Matheny was employed as a reserve deputy sheriff by the Putnam County Sheriff’s Department during 1990 through 1991, and he afterward began working as a full-time police officer with the City of Baxter, Tennessee from 1991 through 1993 before hiring on during 1994 with the Tennessee Alcoholic Beverage Commission as a special agent, where he worked within many liquor and narcotic related duties up through 1998.

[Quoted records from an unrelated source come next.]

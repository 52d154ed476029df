//! Feed error types for the HTTP adapter.

use std::fmt;

#[derive(Debug)]
pub enum FeedError {
    Transport(reqwest::Error),
    Status(u16),
    Decode(serde_json::Error),
}

impl fmt::Display for FeedError {
    fn fmt(&self, f: &mut fmt::Formatter<'_>) -> fmt::Result {
        match self {
            FeedError::Transport(e) => write!(f, "Transport error: {}", e),
            FeedError::Status(code) => write!(f, "Feed returned HTTP status {}", code),
            FeedError::Decode(e) => write!(f, "Decode error: {}", e),
        }
    }
}

impl std::error::Error for FeedError {
    fn source(&self) -> Option<&(dyn std::error::Error + 'static)> {
        match self {
            FeedError::Transport(e) => Some(e),
            FeedError::Status(_) => None,
            FeedError::Decode(e) => Some(e),
        }
    }
}

impl From<reqwest::Error> for FeedError {
    fn from(err: reqwest::Error) -> Self {
        FeedError::Transport(err)
    }
}

impl From<serde_json::Error> for FeedError {
    fn from(err: serde_json::Error) -> Self {
        FeedError::Decode(err)
    }
}
#![allow(dead_code)]

use std::sync::Arc;

use axum::body::Body;
use axum::http::{Method, Request, Response};
use axum::Router;
use http_body_util::BodyExt;
use tower::ServiceExt;

use todo_api::config::{LogFormat, ServerConfig, StorageConfig};
use todo_api::router::build_app_router;
use todo_api::state::AppState;
use todo_core::store::InMemoryTodoStore;

/// Build a test `ServerConfig` with safe defaults.
///
/// Uses `http://localhost:5173` as CORS origin (matching the dev default)
/// and a 30-second request timeout.
pub fn test_config() -> ServerConfig {
    ServerConfig {
        host: "127.0.0.1".to_string(),
        port: 0,
        cors_origins: vec!["http://localhost:5173".to_string()],
        request_timeout_secs: 30,
        storage: StorageConfig::Memory,
        log_format: LogFormat::Text,
    }
}

/// Build the full application router over the given in-memory store.
///
/// Goes through [`build_app_router`] so integration tests exercise the same
/// middleware stack (CORS, request ID, timeout, tracing, panic recovery)
/// that production uses.
pub fn build_test_app(store: Arc<InMemoryTodoStore>) -> Router {
    let config = test_config();
    let state = AppState {
        store,
        config: Arc::new(config.clone()),
    };
    build_app_router(state, &config)
}

/// A fresh store plus a router over it.
pub fn fresh_app() -> (Router, Arc<InMemoryTodoStore>) {
    let store = Arc::new(InMemoryTodoStore::new());
    (build_test_app(Arc::clone(&store)), store)
}

pub async fn send(app: Router, request: Request<Body>) -> Response<Body> {
    app.oneshot(request).await.unwrap()
}

pub async fn get(app: Router, uri: &str) -> Response<Body> {
    let request = Request::builder().uri(uri).body(Body::empty()).unwrap();
    send(app, request).await
}

pub async fn delete(app: Router, uri: &str) -> Response<Body> {
    let request = Request::builder()
        .method(Method::DELETE)
        .uri(uri)
        .body(Body::empty())
        .unwrap();
    send(app, request).await
}

pub async fn post_empty(app: Router, uri: &str) -> Response<Body> {
    let request = Request::builder()
        .method(Method::POST)
        .uri(uri)
        .body(Body::empty())
        .unwrap();
    send(app, request).await
}

pub async fn post_json(app: Router, uri: &str, body: serde_json::Value) -> Response<Body> {
    send_json(app, Method::POST, uri, body).await
}

pub async fn patch_json(app: Router, uri: &str, body: serde_json::Value) -> Response<Body> {
    send_json(app, Method::PATCH, uri, body).await
}

async fn send_json(
    app: Router,
    method: Method,
    uri: &str,
    body: serde_json::Value,
) -> Response<Body> {
    let request = Request::builder()
        .method(method)
        .uri(uri)
        .header("content-type", "application/json")
        .body(Body::from(body.to_string()))
        .unwrap();
    send(app, request).await
}

/// Collect a response body and parse it as JSON.
pub async fn body_json(response: Response<Body>) -> serde_json::Value {
    let bytes = response.into_body().collect().await.unwrap().to_bytes();
    serde_json::from_slice(&bytes).unwrap()
}

/// Create a todo through the API and return its JSON representation.
pub async fn create(app: Router, body: serde_json::Value) -> serde_json::Value {
    let response = post_json(app, "/api/v1/create-todo", body).await;
    assert_eq!(response.status(), axum::http::StatusCode::OK);
    body_json(response).await
}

Beginning in 1998, Matheny was president and founder of Advanced Protective Services, Inc. APS, Inc. specialized in private investigations, executive protection, electronic surveillance and counter-surveillance, training and security consulting to a number of prominent corporations doing business in the Nashville, Tennessee area and employed approximately thirty full-time, armed guards and about "250 police officers in an off-duty, uniformed capacity." Matheny later retired from APS, Inc. and sold this business during August, 2002.

Matheny later completed  his Bachelor of Science correspondence degree in Criminal Justice and Political Science from Excelsior University (based in Albany, New York) during 2000.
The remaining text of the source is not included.